Bernie Sanders vs. The Machine

That changed in the new decade. A friend who taught at the University of Vermont observed to Mr. Sanders that even in his losing campaigns, he had fared well in Burlington, a city that was growing as a trickle of young liberals left the cities of the Northeast for the Green Mountains. Mr. Sanders announced a challenge to Mayor Gordon Paquette, a long-serving Democrat, attacking local emblems of inequality and economic grievance — a proposed condo development on Lake Champlain, for one, and a mayoral plan to hike property taxes that Mr. Sanders called regressive. He won with 43 percent of the vote in a three-way race.

And then, at age 39, Mr. Sanders learned that victory did not always bring power.

For a small city, Burlington had an impressively tangled bureaucracy, with layers of commissions constraining the mayor. On the board of aldermen, 11 of 13 members were aligned against Mr. Sanders, ensuring an alliance of Democrats and Republicans that could thwart his proposals and override his veto. That bipartisan bloc saw Mr. Sanders as a fire-breathing amateur and viewed the people he picked for jobs like city clerk and city treasurer in similar terms.

Mr. Mahoney said Mr. Sanders initially “didn’t have a clue.” The aldermen felt ambushed by his unexpected policy demands, and rattled by his tempestuous manner that more than once involved storming out of meetings.

“Coming in, he was just very uneducated,” Mr. Mahoney said, recalling that Mr. Sanders would scramble the council’s agenda and inject remote issues into city politics. “We’d get our packets on a Friday and the agenda and everything is included there. Bernie would have a news conference on Monday and add some huge new thing, like we’re going to be supporting Daniel Ortega in a resolution.”

When Mr. Sanders submitted his nominees for top city jobs, the board rejected them in a humiliating fashion. Linda Niedweske, Mr. Sanders’s former campaign manager, said he was “furious.”

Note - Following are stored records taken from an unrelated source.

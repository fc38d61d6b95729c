//! Tracing subscriber setup.

use crate::config::LogFormat;
use tracing_subscriber::util::TryInitError;
use tracing_subscriber::{layer::SubscriberExt, util::SubscriberInitExt, EnvFilter};

/// Filter used when `RUST_LOG` is unset.
pub const DEFAULT_LOG_DIRECTIVE: &str =
    "surco_service=info,surco_strategy=info,surco_context=info,surco_ratelimit=info,warn";

/// Install the global subscriber. Call once at startup.
///
/// # Errors
/// Returns an error if a global subscriber is already set.
pub fn init_tracing(format: LogFormat) -> Result<(), TryInitError> {
    let env_filter = EnvFilter::try_from_default_env()
        .unwrap_or_else(|_| EnvFilter::new(DEFAULT_LOG_DIRECTIVE));

    let registry = tracing_subscriber::registry().with(env_filter);
    match format {
        LogFormat::Json => registry
            .with(tracing_subscriber::fmt::layer().json())
            .try_init()?,
        LogFormat::Compact => registry
            .with(tracing_subscriber::fmt::layer().compact())
            .try_init()?,
    }

    tracing::info!(format = ?format, "Tracing initialized");
    Ok(())
}

#[cfg(test)]
mod tests {
    use super::*;

    #[test]
    fn test_default_directive_parses() {
        assert!(DEFAULT_LOG_DIRECTIVE.parse::<EnvFilter>().is_ok());
    }

    #[test]
    fn test_second_init_fails() {
        let _ = init_tracing(LogFormat::Compact);
        assert!(init_tracing(LogFormat::Json).is_err());
    }
}
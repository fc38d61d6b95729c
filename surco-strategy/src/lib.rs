//! surco Strategy - Content Strategy Decisions
//!
//! Turns an identified topic into post type, tone, channel and product-search
//! parameters under day-of-week business rules.

pub mod engine;
pub mod parse;
pub mod policy;
pub mod prompt;

pub use engine::{
    apply_hard_rules, StrategyEngine, StrategyEngineConfig, DEFAULT_STRATEGY_MAX_TOKENS,
    DEFAULT_STRATEGY_MODEL, DEFAULT_STRATEGY_TEMPERATURE,
};
pub use parse::{parse_strategy, strip_code_fence};
pub use policy::{DayPolicy, DAY_POLICIES};
pub use prompt::{build_prompt, MAX_RECENT_CHANNELS};
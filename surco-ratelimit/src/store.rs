//! Per-user request history with time-bounded pruning.
//!
//! Pruning is opportunistic: it happens while recording or counting, never in
//! the background. Each user's history sits behind one DashMap shard lock, so
//! a check-then-append is atomic for that user. A user whose history prunes
//! down to nothing is dropped from the map.

use dashmap::DashMap;
use surco_core::Timestamp;

/// One recorded request. Immutable once stored.
#[derive(Debug, Clone, PartialEq, Eq)]
pub struct RequestEvent {
    pub timestamp: Timestamp,
    pub endpoint: String,
}

/// Requests for one (user, endpoint) inside a window.
#[derive(Debug, Clone, Copy, PartialEq, Eq)]
pub struct RecentWindow {
    pub count: usize,
    /// Oldest event still inside the window
    pub oldest: Option<Timestamp>,
}

/// Append-only event log keyed by user identifier.
#[derive(Debug, Default)]
pub struct WindowStore {
    histories: DashMap<String, Vec<RequestEvent>>,
}

impl WindowStore {
    pub fn new() -> Self {
        Self::default()
    }

    /// Append an event, then drop every event of this user older than `floor`.
    pub fn record(&self, user: &str, endpoint: &str, now: Timestamp, floor: Timestamp) {
        {
            let mut history = self.histories.entry(user.to_string()).or_default();
            history.push(RequestEvent {
                timestamp: now,
                endpoint: endpoint.to_string(),
            });
            history.retain(|event| event.timestamp >= floor);
        }
        self.evict_if_empty(user);
    }

    /// Count this user's `endpoint` events at or after `window_start`.
    ///
    /// Stale events for `endpoint` are removed as a side effect.
    pub fn count_recent(&self, user: &str, endpoint: &str, window_start: Timestamp) -> usize {
        self.recent(user, endpoint, window_start).count
    }

    /// Like [`count_recent`](Self::count_recent), also reporting the oldest
    /// event inside the window.
    pub fn recent(&self, user: &str, endpoint: &str, window_start: Timestamp) -> RecentWindow {
        let window = match self.histories.get_mut(user) {
            Some(mut history) => prune_and_measure(&mut history, endpoint, window_start),
            None => RecentWindow {
                count: 0,
                oldest: None,
            },
        };
        self.evict_if_empty(user);
        window
    }

    /// Count, compare against `max_requests` and, when under the limit and
    /// `append` is set, record `now`, all under the user's lock.
    ///
    /// Returns the window as it stood before the attempt: `Ok` when admitted,
    /// `Err` when the limit was already reached.
    pub fn try_admit(
        &self,
        user: &str,
        endpoint: &str,
        now: Timestamp,
        window_start: Timestamp,
        max_requests: usize,
        append: bool,
    ) -> Result<RecentWindow, RecentWindow> {
        let outcome = {
            let mut history = self.histories.entry(user.to_string()).or_default();
            let window = prune_and_measure(&mut history, endpoint, window_start);

            if window.count >= max_requests {
                Err(window)
            } else {
                if append {
                    history.push(RequestEvent {
                        timestamp: now,
                        endpoint: endpoint.to_string(),
                    });
                }
                Ok(window)
            }
        };
        self.evict_if_empty(user);
        outcome
    }

    /// Remove the user's entry if pruning left it empty. Must be called with
    /// no guard on the user's shard held.
    fn evict_if_empty(&self, user: &str) {
        self.histories.remove_if(user, |_, history| history.is_empty());
    }

    /// Number of events currently stored for a user, across endpoints.
    pub fn history_len(&self, user: &str) -> usize {
        self.histories.get(user).map(|h| h.len()).unwrap_or(0)
    }

    /// Copy of a user's stored events.
    pub fn history(&self, user: &str) -> Vec<RequestEvent> {
        self.histories
            .get(user)
            .map(|h| h.value().clone())
            .unwrap_or_default()
    }

    pub fn user_count(&self) -> usize {
        self.histories.len()
    }

    /// Drop all recorded history.
    pub fn clear(&self) {
        self.histories.clear();
    }
}

/// Keep other endpoints' events untouched, drop this endpoint's stale ones,
/// and measure what is left for it.
fn prune_and_measure(
    history: &mut Vec<RequestEvent>,
    endpoint: &str,
    window_start: Timestamp,
) -> RecentWindow {
    history.retain(|event| event.endpoint != endpoint || event.timestamp >= window_start);

    let mut count = 0;
    let mut oldest: Option<Timestamp> = None;
    for event in history.iter().filter(|e| e.endpoint == endpoint) {
        count += 1;
        oldest = Some(match oldest {
            Some(current) if current <= event.timestamp => current,
            _ => event.timestamp,
        });
    }
    RecentWindow { count, oldest }
}
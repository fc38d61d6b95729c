//! surco Test Utilities
//!
//! Shared test infrastructure for the surco workspace:
//! - Document stores with read counting and injected failures
//! - Sector markdown fixtures
//! - Proptest generators for months, days and strategy payloads

pub use surco_context::{DocumentStore, InMemoryDocumentStore};
pub use surco_core::{ContentStrategy, DocumentError, TopicStrategy, WeekdayTheme};

use std::sync::atomic::{AtomicUsize, Ordering};

// ============================================================================
// DOCUMENT STORES
// ============================================================================

/// Wraps a store and counts every read, hit or miss.
pub struct CountingDocumentStore<S = InMemoryDocumentStore> {
    inner: S,
    reads: AtomicUsize,
}

impl<S: DocumentStore> CountingDocumentStore<S> {
    pub fn new(inner: S) -> Self {
        Self {
            inner,
            reads: AtomicUsize::new(0),
        }
    }

    /// Total `read_document` calls so far.
    pub fn reads(&self) -> usize {
        self.reads.load(Ordering::SeqCst)
    }

    pub fn reset(&self) {
        self.reads.store(0, Ordering::SeqCst);
    }

    pub fn inner(&self) -> &S {
        &self.inner
    }
}

impl CountingDocumentStore<InMemoryDocumentStore> {
    /// Counting store over the four sector fixtures.
    pub fn with_sector_fixtures() -> Self {
        Self::new(fixtures::sector_store())
    }

    /// Counting store with no documents at all.
    pub fn empty() -> Self {
        Self::new(InMemoryDocumentStore::new())
    }
}

impl<S: DocumentStore> DocumentStore for CountingDocumentStore<S> {
    fn read_document(&self, name: &str) -> Result<Option<String>, DocumentError> {
        self.reads.fetch_add(1, Ordering::SeqCst);
        self.inner.read_document(name)
    }
}

/// Fails every read with `DocumentError::ReadFailed`.
#[derive(Debug, Default)]
pub struct FailingDocumentStore {
    reads: AtomicUsize,
}

impl FailingDocumentStore {
    pub fn new() -> Self {
        Self::default()
    }

    pub fn reads(&self) -> usize {
        self.reads.load(Ordering::SeqCst)
    }
}

impl DocumentStore for FailingDocumentStore {
    fn read_document(&self, name: &str) -> Result<Option<String>, DocumentError> {
        self.reads.fetch_add(1, Ordering::SeqCst);
        Err(DocumentError::ReadFailed {
            name: name.to_string(),
            reason: "injected failure".to_string(),
        })
    }
}

// ============================================================================
// FIXTURES
// ============================================================================

pub mod fixtures {
    //! Sector documents and payloads shaped like production data.

    use super::*;

    pub const AGRICULTURA_MD: &str = "\
# Agricultura en Durango

## Posicionamiento Nacional
- Primer lugar nacional en producción de frijol
- Segundo lugar en avena forrajera
Superficie sembrada: 750 mil hectáreas

## Ciclos Productivos
Primavera-verano: maíz, frijol, chile.
Otoño-invierno: avena, trigo.

### Enero-Febrero
Preparación de suelos y mantenimiento de cultivos de frío.

### Marzo-Abril
Siembra de maíz y frijol de riego.

### Mayo-Junio-Julio
Crecimiento de maíz, cosecha de avena y alfalfa.

### Agosto-Septiembre
Cosecha de manzana en Canatlán.

### Octubre-Noviembre
Cosecha de frijol y chile.

### Diciembre
Protección contra heladas.

## Plagas Principales
Gusano cogollero, pulgón.
";

    pub const FORESTAL_MD: &str = "\
# Sector Forestal

## Ciclos Forestales
Reforestación en temporada de lluvias.

### Marzo-Abril
Trasplante de árboles de vivero.

### Octubre-Noviembre
Siembra de especies forestales.
";

    pub const GANADERIA_MD: &str = "\
# Ganadería

## Mayo-Julio
Pastoreo intensivo y sombra para el ganado.

## Diciembre
Alimentación suplementaria y refugios.
";

    pub const AGROINDUSTRIA_MD: &str = "\
# Agroindustria

Procesamiento de manzana, lácteos y nuez.
";

    /// Document names paired with their fixture text.
    pub const SECTOR_DOCUMENTS: [(&str, &str); 4] = [
        ("durango-agricultura.md", AGRICULTURA_MD),
        ("durango-forestal.md", FORESTAL_MD),
        ("durango-ganaderia.md", GANADERIA_MD),
        ("durango-agroindustria.md", AGROINDUSTRIA_MD),
    ];

    pub fn sector_store() -> InMemoryDocumentStore {
        let store = InMemoryDocumentStore::new();
        for (name, text) in SECTOR_DOCUMENTS {
            store.insert(name, text);
        }
        store
    }

    pub fn topic() -> TopicStrategy {
        TopicStrategy {
            topic: "Riego por inundación -> Pudrición de raíz -> Cintilla de goteo".to_string(),
            problem_identified: "Exceso de agua en plántulas de chile".to_string(),
            angle: "riego".to_string(),
            urgency_level: "medium".to_string(),
            target_audience: "plant".to_string(),
        }
    }

    /// A strategy answer as the model returns it, with `search_needed` set.
    pub fn strategy_json(search_needed: bool) -> String {
        format!(
            r#"{{"post_type":"Infografías","tone":"Educational","channel":"ig-reel","search_needed":{},"preferred_category":"riego","search_keywords":"cintilla goteo"}}"#,
            search_needed
        )
    }
}

// ============================================================================
// PROPTEST GENERATORS
// ============================================================================

pub mod generators {
    //! Proptest strategies for surco inputs.

    use super::*;
    use chrono::NaiveDate;
    use proptest::prelude::*;

    pub const DAY_NAMES: [&str; 7] = [
        "Monday",
        "Tuesday",
        "Wednesday",
        "Thursday",
        "Friday",
        "Saturday",
        "Sunday",
    ];

    pub const CHANNELS: [&str; 7] = [
        "fb-post",
        "ig-post",
        "tiktok",
        "wa-status",
        "fb-reel",
        "ig-reel",
        "wa-broadcast",
    ];

    /// A valid calendar month.
    pub fn arb_month() -> impl Strategy<Value = u32> {
        1u32..=12
    }

    pub fn arb_day_name() -> impl Strategy<Value = String> {
        prop::sample::select(DAY_NAMES.to_vec()).prop_map(str::to_string)
    }

    pub fn arb_channel() -> impl Strategy<Value = String> {
        prop::sample::select(CHANNELS.to_vec()).prop_map(str::to_string)
    }

    /// Recent channel history, possibly longer than the prompt shows.
    pub fn arb_recent_channels() -> impl Strategy<Value = Vec<String>> {
        prop::collection::vec(arb_channel(), 0..10)
    }

    /// A date within 2024-2027.
    pub fn arb_date() -> impl Strategy<Value = NaiveDate> {
        (0i64..(4 * 365)).prop_map(|offset| {
            NaiveDate::from_ymd_opt(2024, 1, 1)
                .map(|d| d + chrono::Duration::days(offset))
                .unwrap_or_default()
        })
    }

    pub fn arb_topic() -> impl Strategy<Value = TopicStrategy> {
        (
            "[A-Za-záéíóúñ ]{3,40}",
            "[A-Za-záéíóúñ ]{3,40}",
            prop::sample::select(vec!["riego", "fertilización", "plagas", "heladas"]),
            prop::sample::select(vec!["high", "medium", "low"]),
            prop::sample::select(vec!["plant", "animal", "forestry", "general"]),
        )
            .prop_map(|(topic, problem, angle, urgency, audience)| TopicStrategy {
                topic,
                problem_identified: problem,
                angle: angle.to_string(),
                urgency_level: urgency.to_string(),
                target_audience: audience.to_string(),
            })
    }

    pub fn arb_content_strategy() -> impl Strategy<Value = ContentStrategy> {
        (
            "[A-Za-z/ ]{3,20}",
            "[A-Za-z-]{3,15}",
            arb_channel(),
            any::<bool>(),
            proptest::option::of("[a-z]{3,12}"),
            proptest::option::of("[a-z ]{3,24}"),
        )
            .prop_map(
                |(post_type, tone, channel, search_needed, category, keywords)| ContentStrategy {
                    post_type,
                    tone,
                    channel,
                    search_needed,
                    preferred_category: category,
                    search_keywords: keywords,
                },
            )
    }
}

#[cfg(test)]
mod tests {
    use super::*;

    #[test]
    fn test_counting_store_counts_misses_too() {
        let store = CountingDocumentStore::empty();
        assert_eq!(store.read_document("missing.md").unwrap(), None);
        assert_eq!(store.reads(), 1);
        store.reset();
        assert_eq!(store.reads(), 0);
    }

    #[test]
    fn test_sector_fixtures_are_loaded() {
        let store = CountingDocumentStore::with_sector_fixtures();
        for (name, _) in fixtures::SECTOR_DOCUMENTS {
            assert!(store.read_document(name).unwrap().is_some());
        }
        assert_eq!(store.reads(), 4);
    }

    #[test]
    fn test_failing_store_always_errors() {
        let store = FailingDocumentStore::new();
        assert!(store.read_document("durango-forestal.md").is_err());
        assert_eq!(store.reads(), 1);
    }

    #[test]
    fn test_strategy_json_decodes() {
        let strategy: ContentStrategy =
            serde_json::from_str(&fixtures::strategy_json(true)).unwrap();
        assert!(strategy.search_needed);
        assert_eq!(strategy.channel, "ig-reel");
    }
}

“He won fair and square,” said Ms. Niedweske, whose appointment as Mr. Sanders’s secretary was briefly blocked. “He was entitled to do what the people had elected him to do.”

Mr. Sanders sued the board, accusing it of usurping his authority, but lost in court. Denied a full slate of appointments, he enlisted volunteer advisers to help him map a city budget. There were small breakthroughs with the board — Mr. Sanders ushered through a modest property-tax increase — but at base, Mr. Sanders said recently, Democrats wanted to make him a “powerless mayor.”